Les conseils pour le climat, intégrés dans un cadre de gouvernance climatique, constituent un outil puissant pour garantir que l’action climatique est ambitieuse, fondée sur la science et équitable. Un nombre croissant de pays reconnaissent les avantages de ce modèle et l’adoptent, et je souhaite qu’il soit encore plus répandu.

Il faut reconnaître la place prise par le HCC depuis sa création. Son rapport annuel fait dorénavant office de référence pour suivre l’action climatique de l’État. Chaque année, plusieurs organisations s’y réfèrent, à l’instar de la société civile, des médias mais aussi des juridictions.

Le débat que tente d’amener depuis quelques années le HCC, celui des moyens et des politiques publiques au service de nos objectifs climatiques, doit effectivement pouvoir s’élargir si nous souhaitons avancer. Dans la même ligne que la très utile planification, il pose une question fondamentale pour notre démocratie : comment souhaitons-nous collectivement faire évoluer nos modèles de production et de consommation pour préserver le vivant ?

Le fait de pouvoir avoir des espaces de discussion avec la représentation nationale permet de sortir d’une relation unique avec le gouvernement et c’est une excellente chose. Mais vous avez raison en soulignant la nécessité de pouvoir élargir les cadres institutionnels classiques. Après la convention citoyenne, des modèles locaux se sont développés sur tout le territoire, comme la convention d’Occitanie, de Rouen ou encore de Grenoble, et ce fut aussi une manière d’élargir le débat.

Tous les formats qui permettront aux citoyens de s’approprier les enjeux et de contribuer à la réponse sont à renforcer. Et cela ne doit pas forcément se faire dans une approche technique, sectorielle ou centrée sur le climat, mais aussi en ouvrant des moments de participation quant à l’avenir de nos territoires plus largement. Dans ce sens et malgré une année 2024 particulièrement difficile, la société civile prend également toute sa part.

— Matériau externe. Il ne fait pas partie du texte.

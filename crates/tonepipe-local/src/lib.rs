use std::time::Duration;
use tonepipe_core::{Error, Result};

pub mod export;
pub mod heuristic;
pub mod openai_compat;
pub mod pipeline;
pub mod proxy;
pub mod sanitize;

pub use export::CsvExport;
pub use heuristic::score_heuristically;
pub use openai_compat::{OpenAiToneScorer, ScorerSettings};
pub use pipeline::{Analyzer, AnalyzerConfig, FallbackContent};
pub use proxy::{DirectFetch, EnvelopeProxy, PassthroughProxy, ProxyChain};
pub use sanitize::sanitize;

pub(crate) fn env(key: &str) -> Option<String> {
    std::env::var(key)
        .ok()
        .map(|s| s.trim().to_string())
        .filter(|s| !s.is_empty())
}

pub(crate) fn env_u64(key: &str, default: u64) -> u64 {
    env(key).and_then(|s| s.parse::<u64>().ok()).unwrap_or(default)
}

pub const DEFAULT_HTTP_TIMEOUT_MS: u64 = 30_000;

/// Shared reqwest client for proxy strategies and the scoring endpoint.
///
/// Connect and total timeouts keep a stalled intermediary from hanging a pipeline forever;
/// per-request timeouts (the scorer's) can still override the total.
pub fn http_client(timeout: Duration) -> Result<reqwest::Client> {
    reqwest::Client::builder()
        .user_agent(concat!("tonepipe-local/", env!("CARGO_PKG_VERSION")))
        .redirect(reqwest::redirect::Policy::limited(10))
        .connect_timeout(Duration::from_secs(10))
        .timeout(timeout)
        .build()
        .map_err(|e| Error::Fetch(e.to_string()))
}

/// [`http_client`] with the total timeout from `TONEPIPE_HTTP_TIMEOUT_MS`.
pub fn http_client_from_env() -> Result<reqwest::Client> {
    http_client(Duration::from_millis(env_u64(
        "TONEPIPE_HTTP_TIMEOUT_MS",
        DEFAULT_HTTP_TIMEOUT_MS,
    )))
}
//! Ordered proxy strategies for retrieving page content.
//!
//! Each strategy only knows how to turn a target URL into raw content. [`ProxyChain`]
//! sequences them: sanitize, require enough text, stop at the first success.

use crate::sanitize::sanitize;
use futures_util::StreamExt;
use serde::Deserialize;
use std::sync::Arc;
use tonepipe_core::{ContentFetcher, Error, FetchStrategy, Result};

/// Sanitized text shorter than this counts as a failed strategy.
pub const MIN_SANITIZED_CHARS: usize = 100;

/// Hard cap on bytes read from any single proxy response.
pub const DEFAULT_MAX_BYTES: usize = 5_000_000;

const BROWSER_ACCEPT: &str = "text/html,application/xhtml+xml,application/xml;q=0.9,*/*;q=0.8";
const TONE_USER_AGENT: &str = "Mozilla/5.0 (compatible; ToneAnalyzer/1.0)";

pub const DEFAULT_ENVELOPE_ENDPOINT: &str = "https://api.allorigins.win/get?url=";
pub const DEFAULT_PASSTHROUGH_PREFIXES: [&str; 3] = [
    "https://corsproxy.io/?",
    "https://cors-anywhere.herokuapp.com/",
    "https://thingproxy.freeboard.io/fetch/",
];

async fn get_capped(
    client: &reqwest::Client,
    target: &str,
    accept: &str,
    user_agent: Option<&str>,
    max_bytes: usize,
) -> Result<Vec<u8>> {
    let mut rb = client.get(target).header(reqwest::header::ACCEPT, accept);
    if let Some(ua) = user_agent {
        rb = rb.header(reqwest::header::USER_AGENT, ua);
    }
    let resp = rb.send().await.map_err(|e| Error::Fetch(e.to_string()))?;
    let status = resp.status();
    if !status.is_success() {
        return Err(Error::Fetch(format!("HTTP {}", status.as_u16())));
    }

    let mut bytes = Vec::new();
    let mut stream = resp.bytes_stream();
    while let Some(chunk) = stream.next().await {
        let chunk = chunk.map_err(|e| Error::Fetch(e.to_string()))?;
        if bytes.len().saturating_add(chunk.len()) > max_bytes {
            let can_take = max_bytes.saturating_sub(bytes.len());
            bytes.extend_from_slice(&chunk[..can_take]);
            break;
        }
        bytes.extend_from_slice(&chunk);
    }
    Ok(bytes)
}

/// Proxy that takes the target as a query parameter and answers with a JSON envelope
/// (`{"contents": "<html>..."}`), e.g. allorigins.
#[derive(Debug, Clone)]
pub struct EnvelopeProxy {
    client: reqwest::Client,
    endpoint: String,
    max_bytes: usize,
}

#[derive(Debug, Deserialize)]
struct Envelope {
    #[serde(default)]
    contents: Option<String>,
}

impl EnvelopeProxy {
    pub fn new(client: reqwest::Client, endpoint: impl Into<String>) -> Self {
        Self {
            client,
            endpoint: endpoint.into(),
            max_bytes: DEFAULT_MAX_BYTES,
        }
    }

    /// Cap on response bytes read (default [`DEFAULT_MAX_BYTES`]). A truncated envelope
    /// no longer parses and fails the strategy.
    pub fn with_max_bytes(mut self, max_bytes: usize) -> Self {
        self.max_bytes = max_bytes;
        self
    }

    fn request_url(&self, url: &str) -> String {
        let encoded: String = url::form_urlencoded::byte_serialize(url.as_bytes()).collect();
        format!("{}{}", self.endpoint, encoded)
    }
}

#[async_trait::async_trait]
impl FetchStrategy for EnvelopeProxy {
    fn name(&self) -> &str {
        &self.endpoint
    }

    async fn fetch_raw(&self, url: &str) -> Result<String> {
        let bytes = get_capped(
            &self.client,
            &self.request_url(url),
            "application/json",
            None,
            self.max_bytes,
        )
        .await?;
        let envelope: Envelope = serde_json::from_slice(&bytes)
            .map_err(|e| Error::Fetch(format!("invalid proxy envelope: {e}")))?;
        envelope
            .contents
            .filter(|c| !c.is_empty())
            .ok_or_else(|| Error::Fetch("no content returned".to_string()))
    }
}

/// Proxy that takes the target URL appended verbatim and answers with the page HTML,
/// e.g. corsproxy.io or thingproxy.
#[derive(Debug, Clone)]
pub struct PassthroughProxy {
    client: reqwest::Client,
    prefix: String,
    max_bytes: usize,
}

impl PassthroughProxy {
    pub fn new(client: reqwest::Client, prefix: impl Into<String>) -> Self {
        Self {
            client,
            prefix: prefix.into(),
            max_bytes: DEFAULT_MAX_BYTES,
        }
    }

    pub fn with_max_bytes(mut self, max_bytes: usize) -> Self {
        self.max_bytes = max_bytes;
        self
    }
}

#[async_trait::async_trait]
impl FetchStrategy for PassthroughProxy {
    fn name(&self) -> &str {
        &self.prefix
    }

    async fn fetch_raw(&self, url: &str) -> Result<String> {
        let target = format!("{}{}", self.prefix, url);
        let bytes = get_capped(
            &self.client,
            &target,
            BROWSER_ACCEPT,
            Some(TONE_USER_AGENT),
            self.max_bytes,
        )
        .await?;
        Ok(String::from_utf8_lossy(&bytes).into_owned())
    }
}

/// No intermediary: fetch the page itself. Not part of the default chain.
#[derive(Debug, Clone)]
pub struct DirectFetch {
    client: reqwest::Client,
    max_bytes: usize,
}

impl DirectFetch {
    pub fn new(client: reqwest::Client) -> Self {
        Self {
            client,
            max_bytes: DEFAULT_MAX_BYTES,
        }
    }

    pub fn with_max_bytes(mut self, max_bytes: usize) -> Self {
        self.max_bytes = max_bytes;
        self
    }
}

#[async_trait::async_trait]
impl FetchStrategy for DirectFetch {
    fn name(&self) -> &str {
        "direct"
    }

    async fn fetch_raw(&self, url: &str) -> Result<String> {
        let bytes = get_capped(
            &self.client,
            url,
            BROWSER_ACCEPT,
            Some(TONE_USER_AGENT),
            self.max_bytes,
        )
        .await?;
        Ok(String::from_utf8_lossy(&bytes).into_owned())
    }
}

#[derive(Clone)]
pub struct ProxyChain {
    strategies: Vec<Arc<dyn FetchStrategy>>,
}

impl std::fmt::Debug for ProxyChain {
    fn fmt(&self, f: &mut std::fmt::Formatter<'_>) -> std::fmt::Result {
        f.debug_struct("ProxyChain")
            .field("strategies", &self.strategy_names())
            .finish()
    }
}

impl ProxyChain {
    pub fn new(strategies: Vec<Arc<dyn FetchStrategy>>) -> Self {
        Self { strategies }
    }

    /// allorigins (envelope), then corsproxy.io, cors-anywhere and thingproxy (passthrough).
    pub fn default_chain(client: reqwest::Client) -> Self {
        let mut strategies: Vec<Arc<dyn FetchStrategy>> = vec![Arc::new(EnvelopeProxy::new(
            client.clone(),
            DEFAULT_ENVELOPE_ENDPOINT,
        ))];
        for prefix in DEFAULT_PASSTHROUGH_PREFIXES {
            strategies.push(Arc::new(PassthroughProxy::new(client.clone(), prefix)));
        }
        Self::new(strategies)
    }

    /// Parse a chain description: comma-separated `envelope=<endpoint>`,
    /// `passthrough=<prefix>` or `direct` entries, tried in the order given.
    pub fn from_list(client: reqwest::Client, list: &str) -> Result<Self> {
        let mut strategies: Vec<Arc<dyn FetchStrategy>> = Vec::new();
        for entry in list.split(',').map(str::trim).filter(|s| !s.is_empty()) {
            let (kind, target) = match entry.split_once('=') {
                Some((k, v)) => (k.trim(), Some(v.trim())),
                None => (entry, None),
            };
            match (kind, target) {
                ("direct", None) => strategies.push(Arc::new(DirectFetch::new(client.clone()))),
                ("envelope", Some(t)) if !t.is_empty() => {
                    strategies.push(Arc::new(EnvelopeProxy::new(client.clone(), t)))
                }
                ("passthrough", Some(t)) if !t.is_empty() => {
                    strategies.push(Arc::new(PassthroughProxy::new(client.clone(), t)))
                }
                _ => {
                    return Err(Error::NotConfigured(format!(
                        "invalid proxy strategy entry {entry:?} (expected envelope=<url>, passthrough=<url> or direct)"
                    )))
                }
            }
        }
        if strategies.is_empty() {
            return Err(Error::NotConfigured(
                "proxy strategy list is empty".to_string(),
            ));
        }
        Ok(Self::new(strategies))
    }

    /// `TONEPIPE_PROXIES` if set, else the default chain.
    pub fn from_env(client: reqwest::Client) -> Result<Self> {
        match crate::env("TONEPIPE_PROXIES") {
            Some(list) => Self::from_list(client, &list),
            None => Ok(Self::default_chain(client)),
        }
    }

    pub fn strategy_names(&self) -> Vec<String> {
        self.strategies.iter().map(|s| s.name().to_string()).collect()
    }

    async fn attempt(strategy: &dyn FetchStrategy, url: &str) -> Result<String> {
        let raw = strategy.fetch_raw(url).await?;
        let text = sanitize(&raw);
        if text.chars().count() < MIN_SANITIZED_CHARS {
            return Err(Error::Fetch("insufficient content found".to_string()));
        }
        Ok(text)
    }

    /// Sanitized text from the first strategy that yields at least
    /// [`MIN_SANITIZED_CHARS`] characters.
    pub async fn fetch(&self, url: &str) -> Result<String> {
        let mut last_error: Option<Error> = None;
        for (i, strategy) in self.strategies.iter().enumerate() {
            match Self::attempt(strategy.as_ref(), url).await {
                Ok(text) => {
                    tracing::debug!(
                        strategy = strategy.name(),
                        index = i + 1,
                        url,
                        chars = text.chars().count(),
                        "proxy strategy succeeded"
                    );
                    return Ok(text);
                }
                Err(e) => {
                    tracing::warn!(
                        strategy = strategy.name(),
                        index = i + 1,
                        url,
                        error = %e,
                        "proxy strategy failed"
                    );
                    last_error = Some(e);
                }
            }
        }

        let last = match last_error {
            Some(Error::Fetch(msg)) => msg,
            Some(other) => other.to_string(),
            None => "no strategies configured".to_string(),
        };
        Err(Error::Fetch(format!(
            "failed to fetch content from {url} using all {} proxy strategies; last error: {last}",
            self.strategies.len()
        )))
    }
}

#[async_trait::async_trait]
impl ContentFetcher for ProxyChain {
    async fn fetch_text(&self, url: &str) -> Result<String> {
        self.fetch(url).await
    }
}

Vous présidez la European Climate Foundation. Pouvez-vous nous la décrire et présenter le bilan de ses premières années ?

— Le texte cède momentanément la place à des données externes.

#[cfg(test)]
mod tests {
    use super::*;
    use proptest::prelude::*;

    fn sample_analysis(scores: [f64; 4]) -> ToneAnalysis {
        ToneAnalysis {
            profile: ToneProfile {
                tone_dimensions: ToneProfile::dimensions_from_scores(scores),
                detailed_analysis: vec![],
                writing_tips: vec![],
                brand_words: vec![],
            },
            full_text: "text".to_string(),
            token_usage: None,
            sample_size: 4,
        }
    }

    #[test]
    fn dominant_term_bucket_boundaries() {
        assert_eq!(dominant_term(Dimension::Formality, 0), "Very Casual");
        assert_eq!(dominant_term(Dimension::Formality, 50), "Neutral");
        assert_eq!(dominant_term(Dimension::Formality, 100), "Very Formal");
        assert_eq!(score_bucket(12), 0);
        assert_eq!(score_bucket(13), 1);
        assert_eq!(score_bucket(37), 1);
        assert_eq!(score_bucket(38), 2);
        assert_eq!(score_bucket(62), 2);
        assert_eq!(score_bucket(63), 3);
        assert_eq!(score_bucket(87), 3);
        assert_eq!(score_bucket(88), 4);
        assert_eq!(dominant_term(Dimension::Respectfulness, 0), "Irreverent");
        assert_eq!(dominant_term(Dimension::Enthusiasm, 75), "Lively");
    }

    #[test]
    fn tone_dimension_clamps_and_treats_nan_as_neutral() {
        assert_eq!(ToneDimension::new(Dimension::Seriousness, -40.0).score, 0);
        assert_eq!(ToneDimension::new(Dimension::Seriousness, 1e9).score, 100);
        let nan = ToneDimension::new(Dimension::Seriousness, f64::NAN);
        assert_eq!(nan.score, 50);
        assert_eq!(nan.dominant_term, "Neutral");
        assert_eq!(ToneDimension::new(Dimension::Seriousness, 62.5).score, 63);
    }

    #[test]
    fn dimension_parses_case_insensitively_and_rejects_unknown() {
        assert_eq!(
            "respectfulness".parse::<Dimension>().unwrap(),
            Dimension::Respectfulness
        );
        assert!("Humor".parse::<Dimension>().is_err());
    }

    #[test]
    fn request_rejects_non_http_urls_and_defaults_label_to_host() {
        assert!(matches!(
            AnalysisRequest::new("ftp://example.com/x", None),
            Err(Error::InvalidUrl(_))
        ));
        assert!(matches!(
            AnalysisRequest::new("example.com", None),
            Err(Error::InvalidUrl(_))
        ));
        let r = AnalysisRequest::new("https://www.example.com/about", Some("   ")).unwrap();
        assert_eq!(r.label(), "www.example.com");
        let r = AnalysisRequest::new("https://example.com/", Some(" Acme ")).unwrap();
        assert_eq!(r.label(), "Acme");
    }

    #[test]
    fn api_key_format_and_redaction() {
        assert!(ApiKey::parse("pk-0123456789012345678901234567890123456789").is_err());
        assert!(ApiKey::parse("sk-short").is_err());
        let k = ApiKey::parse("  sk-0123456789012345678901234567890123456  ").unwrap();
        assert!(k.expose().starts_with("sk-"));
        assert!(!format!("{k:?}").contains("0123"));
        assert!(ApiKey::managed("  ").is_none());
    }

    #[test]
    fn error_result_serializes_without_tone_fields() {
        let req = AnalysisRequest::new("https://example.com/", None).unwrap();
        let r = AnalysisResult::failed(&req, "fetch failed: boom");
        let v = serde_json::to_value(&r).unwrap();
        assert_eq!(v["analysisMode"], "error");
        assert_eq!(v["label"], "example.com");
        assert_eq!(v["error"], "fetch failed: boom");
        assert!(v.get("toneDimensions").is_none());
        assert!(v.get("fullText").is_none());
    }

    #[test]
    fn scored_result_serializes_flat_camel_case() {
        let req = AnalysisRequest::new("https://example.com/", Some("Ex")).unwrap();
        let r = AnalysisResult::fallback(&req, sample_analysis([10.0, 50.0, 90.0, 70.0]));
        let v = serde_json::to_value(&r).unwrap();
        assert_eq!(v["analysisMode"], "fallback");
        let dims = v["toneDimensions"].as_array().unwrap();
        assert_eq!(dims.len(), 4);
        assert_eq!(dims[0]["dimension"], "Formality");
        assert_eq!(dims[0]["dominantTerm"], "Very Casual");
        assert_eq!(v["sampleSize"], 4);
        assert!(v.get("error").is_none());
        assert!(v.get("tokenUsage").is_none());
    }

    #[test]
    fn comparison_helpers() {
        let a = sample_analysis([50.0, 45.0, 95.0, 10.0]);
        assert_eq!(a.dominant_trait(), "Very Lively");
        assert_eq!(a.average_score(), 50);
        let tie = sample_analysis([20.0, 80.0, 50.0, 50.0]);
        assert_eq!(tie.dominant_trait(), "Casual");
    }

    proptest! {
        #[test]
        fn tone_dimension_score_is_always_in_range(raw in any::<f64>()) {
            for d in Dimension::ALL {
                let t = ToneDimension::new(d, raw);
                prop_assert!(t.score <= 100);
                prop_assert_eq!(t.dominant_term, dominant_term(d, t.score));
            }
        }

        #[test]
        fn dominant_term_is_pure(score in 0u8..=100) {
            for d in Dimension::ALL {
                prop_assert_eq!(dominant_term(d, score), dominant_term(d, score));
                prop_assert!(d.labels().contains(&dominant_term(d, score)));
            }
        }
    }
}
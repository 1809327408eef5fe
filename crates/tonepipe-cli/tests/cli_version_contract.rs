#[test]
fn tonepipe_version_contract() {
    let bin = assert_cmd::cargo::cargo_bin!("tonepipe");
    let out = std::process::Command::new(bin)
        .args(["version"])
        .env_remove("TONEPIPE_ENV_FILE")
        .output()
        .expect("run tonepipe version");

    assert!(out.status.success(), "tonepipe version failed");
    let s = String::from_utf8_lossy(&out.stdout);
    let v: serde_json::Value = serde_json::from_str(&s).expect("parse version json");

    assert_eq!(v["schema_version"].as_u64(), Some(1));
    assert_eq!(v["kind"].as_str(), Some("version"));
    assert_eq!(v["name"].as_str(), Some("tonepipe"));
    assert!(!v["version"].as_str().unwrap_or("").is_empty());
}

#[test]
fn tonepipe_version_text_output() {
    let bin = assert_cmd::cargo::cargo_bin!("tonepipe");
    assert_cmd::Command::new(bin)
        .args(["version", "--output", "text"])
        .env_remove("TONEPIPE_ENV_FILE")
        .assert()
        .success()
        .stdout(predicates::str::starts_with("tonepipe "));
}
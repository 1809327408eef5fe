use std::io::Write;

const SECRET_KEY: &str = "sk-doctor-secret-0000000000000000000000000000";

fn doctor() -> std::process::Command {
    let mut cmd = std::process::Command::new(assert_cmd::cargo::cargo_bin!("tonepipe"));
    cmd.arg("doctor")
        .env_remove("TONEPIPE_ENV_FILE")
        .env_remove("TONEPIPE_OPENAI_API_KEY")
        .env_remove("TONEPIPE_MANAGED_API_KEY")
        .env_remove("TONEPIPE_PROXIES")
        .env_remove("TONEPIPE_FALLBACK_CONTENT")
        .env_remove("TONEPIPE_OPENAI_BASE_URL")
        .env_remove("TONEPIPE_OPENAI_MODEL");
    cmd
}

fn run_json(cmd: &mut std::process::Command) -> (serde_json::Value, String) {
    let out = cmd.output().expect("run tonepipe doctor");
    assert!(out.status.success(), "tonepipe doctor failed");
    let s = String::from_utf8_lossy(&out.stdout).to_string();
    let v: serde_json::Value = serde_json::from_str(&s).expect("parse doctor json");
    (v, s)
}

#[test]
fn tonepipe_doctor_contract_defaults() {
    let (v, _) = run_json(&mut doctor());

    assert_eq!(v["schema_version"].as_u64(), Some(1));
    assert_eq!(v["kind"].as_str(), Some("doctor"));
    assert_eq!(v["name"].as_str(), Some("tonepipe"));
    assert_eq!(v["ok"].as_bool(), Some(true));
    assert!(v.get("elapsed_ms").is_some());

    assert_eq!(v["configured"]["credentials"]["user_key"].as_bool(), Some(false));
    assert_eq!(v["configured"]["credentials"]["managed_key"].as_bool(), Some(false));
    assert_eq!(v["configured"]["scorer"]["base_url"].as_str(), Some("https://api.openai.com"));
    assert_eq!(v["configured"]["scorer"]["model"].as_str(), Some("gpt-4"));
    assert_eq!(v["configured"]["fallback_content"].as_str(), Some("refetch"));

    let proxies = v["configured"]["proxies"].as_array().expect("proxies array");
    assert_eq!(proxies.len(), 4);
    assert_eq!(proxies[0].as_str(), Some("https://api.allorigins.win/get?url="));
}

#[test]
fn tonepipe_doctor_reports_bad_config_without_leaking_secrets() {
    let mut env_file = tempfile::NamedTempFile::new().unwrap();
    writeln!(env_file, "# local overrides").unwrap();
    writeln!(env_file, "TONEPIPE_MANAGED_API_KEY={SECRET_KEY}").unwrap();
    writeln!(env_file, "TONEPIPE_FALLBACK_CONTENT=reuse").unwrap();

    let (v, raw) = run_json(
        doctor()
            .env("TONEPIPE_ENV_FILE", env_file.path())
            .env("TONEPIPE_PROXIES", "direct,bogus")
            .env("TONEPIPE_OPENAI_API_KEY", "not-a-key"),
    );

    assert!(!raw.contains(SECRET_KEY));
    assert!(!raw.contains("not-a-key"));
    assert_eq!(v["ok"].as_bool(), Some(false));
    assert_eq!(v["configured"]["credentials"]["managed_key"].as_bool(), Some(true));
    assert_eq!(v["configured"]["fallback_content"].as_str(), Some("reuse"));
    assert!(v["configured"]["proxies"].is_null());

    let checks = v["checks"].as_array().expect("checks array");
    let find = |name: &str| {
        checks
            .iter()
            .find(|c| c["name"].as_str() == Some(name))
            .unwrap_or_else(|| panic!("{name} check"))
    };
    assert_eq!(find("proxy_chain")["ok"].as_bool(), Some(false));
    assert!(find("proxy_chain")["error"]
        .as_str()
        .unwrap_or("")
        .contains("bogus"));
    assert_eq!(find("user_api_key_format")["ok"].as_bool(), Some(false));
    assert_eq!(find("analyzer_config")["ok"].as_bool(), Some(true));
}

L’ECF est une initiative philanthropique qui a pour objectif de favoriser la transition écologique et d’assurer une planète saine et prospère pour les générations actuelles et futures. Nous soutenons plus de 700 organisations partenaires (dont une soixantaine en France) afin de faire progresser les objectifs de l’Accord de Paris, de promouvoir l’élaboration de politiques pratiques en réponse à la crise climatique et d’élargir le soutien politique et public à l’action climatique. Nous nous efforçons de mettre en place une transition climatique positive, centrée sur les personnes et socialement responsable en Europe et dans le monde.

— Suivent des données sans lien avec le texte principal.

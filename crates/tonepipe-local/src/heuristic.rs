//! Deterministic lexical tone scorer, used when the AI path fails.
//!
//! Every score is a small linear formula over a handful of text statistics, so results are
//! explainable and stable across runs. Nothing here can fail: empty or degenerate text
//! yields a neutral profile.

use tonepipe_core::{BrandWord, DetailedAnalysisItem, ToneProfile, WritingTip};

/// Score used for every dimension when there is nothing to measure.
const NEUTRAL_SCORE: f64 = 50.0;

/// Average sentence length (tokens) above which the style reads as formal.
const FORMAL_SENTENCE_TOKENS: f64 = 15.0;

/// Text statistics shared by all four formulas.
#[derive(Debug, Clone, PartialEq)]
pub struct TextStats {
    pub tokens: usize,
    pub sentences: Vec<String>,
    pub exclamations: usize,
    pub questions: usize,
    pub uppercase: usize,
}

impl TextStats {
    pub fn compute(text: &str) -> Self {
        let sentences = text
            .split(['.', '!', '?'])
            .map(str::trim)
            .filter(|s| !s.is_empty())
            .map(str::to_string)
            .collect();
        Self {
            tokens: text.split_whitespace().count(),
            sentences,
            exclamations: text.matches('!').count(),
            questions: text.matches('?').count(),
            uppercase: text.chars().filter(|c| c.is_ascii_uppercase()).count(),
        }
    }

    /// `None` when there are no tokens or no sentences to divide by.
    pub fn avg_tokens_per_sentence(&self) -> Option<f64> {
        if self.tokens == 0 || self.sentences.is_empty() {
            return None;
        }
        Some(self.tokens as f64 / self.sentences.len() as f64)
    }

    fn uppercase_ratio(&self) -> f64 {
        if self.tokens == 0 {
            0.0
        } else {
            self.uppercase as f64 / self.tokens as f64
        }
    }
}

fn flag(cond: bool, weight: f64) -> f64 {
    if cond {
        weight
    } else {
        0.0
    }
}

/// Raw (unclamped) scores in canonical dimension order.
fn raw_scores(text: &str, stats: &TextStats) -> [f64; 4] {
    let Some(avg) = stats.avg_tokens_per_sentence() else {
        return [NEUTRAL_SCORE; 4];
    };
    let excl = stats.exclamations as f64;

    let formality = 50.0 + (avg - 15.0) * 2.0 - excl * 5.0;
    let seriousness = 50.0 + (avg - 12.0) * 3.0 - excl * 3.0;
    let enthusiasm = 30.0
        + excl * 10.0
        + flag(text.contains("amazing"), 10.0)
        + flag(text.contains("excited"), 10.0);
    let respectfulness = 70.0
        + flag(text.contains("please"), 5.0)
        + flag(text.contains("thank"), 5.0)
        - flag(stats.uppercase_ratio() > 0.1, 20.0);

    [formality, seriousness, enthusiasm, respectfulness]
}

fn writing_tips() -> Vec<WritingTip> {
    vec![
        WritingTip {
            tip: "Maintain consistent tone across all content".to_string(),
            example: Some("Use similar sentence structures and vocabulary choices".to_string()),
        },
        WritingTip {
            tip: "Consider your audience when adjusting formality".to_string(),
            example: Some(
                "Professional services may benefit from more formal language".to_string(),
            ),
        },
    ]
}

fn brand_words() -> Vec<BrandWord> {
    vec![BrandWord {
        word: "Consistent".to_string(),
        description: "Maintains steady tone throughout".to_string(),
        examples: vec![
            "reliable messaging".to_string(),
            "predictable voice".to_string(),
        ],
    }]
}

pub fn score_heuristically(text: &str) -> ToneProfile {
    let stats = TextStats::compute(text);
    let tone_dimensions = ToneProfile::dimensions_from_scores(raw_scores(text, &stats));

    let avg = stats.avg_tokens_per_sentence().unwrap_or(0.0);
    let style = if avg > FORMAL_SENTENCE_TOKENS {
        "formal"
    } else {
        "casual"
    };
    let detailed = DetailedAnalysisItem {
        dimension: "Content Analysis".to_string(),
        explanation: format!(
            "Based on heuristic analysis of {} words across {} sentences. \
             Average sentence length suggests {style} communication style.",
            stats.tokens,
            stats.sentences.len()
        ),
        examples: stats.sentences.iter().take(2).cloned().collect(),
    };

    ToneProfile {
        tone_dimensions,
        detailed_analysis: vec![detailed],
        writing_tips: writing_tips(),
        brand_words: brand_words(),
    }
}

Avec un réseau diversifié de partenaires couvrant des associations de jeunes, des organisations de consommateurs, des fédérations commerciales et même des universitaires, nous travaillons pour assurer une transition verte où tout le monde fait partie de la discussion et où personne n’est laissé pour compte. Nous soutenons le développement de politiques climatiques intelligentes, ambitieuses et centrées sur les personnes, avec le soutien des citoyens et des décideurs. Nous encourageons le soutien politique et public à l’action climatique, en instaurant un dialogue et en dépolarisant le débat sur le climat. Outre l’analyse de l’impact des politiques sur la vie des gens, nous nous efforçons d’éduquer, d’informer et d’inspirer les citoyens en leur proposant des solutions pour lutter contre le changement climatique.

La Fondation européenne pour le climat et ses partenaires ont contribué à un certain nombre d’étapes importantes de l’action climatique au cours des dernières années. Parmi celles-ci, on peut citer la création d’une nouvelle task force sur les Contributions de Solidarité Mondiale pour l’action climatique et le développement durable ; le lancement de ReNew2030, une coalition majeure visant à accélérer la transition mondiale vers l’énergie éolienne et solaire au cours des cinq prochaines années et la mise en place de plateformes internationales, de partenariats et d’une diplomatie visant à renforcer la transition climatique en Europe et dans le reste du monde.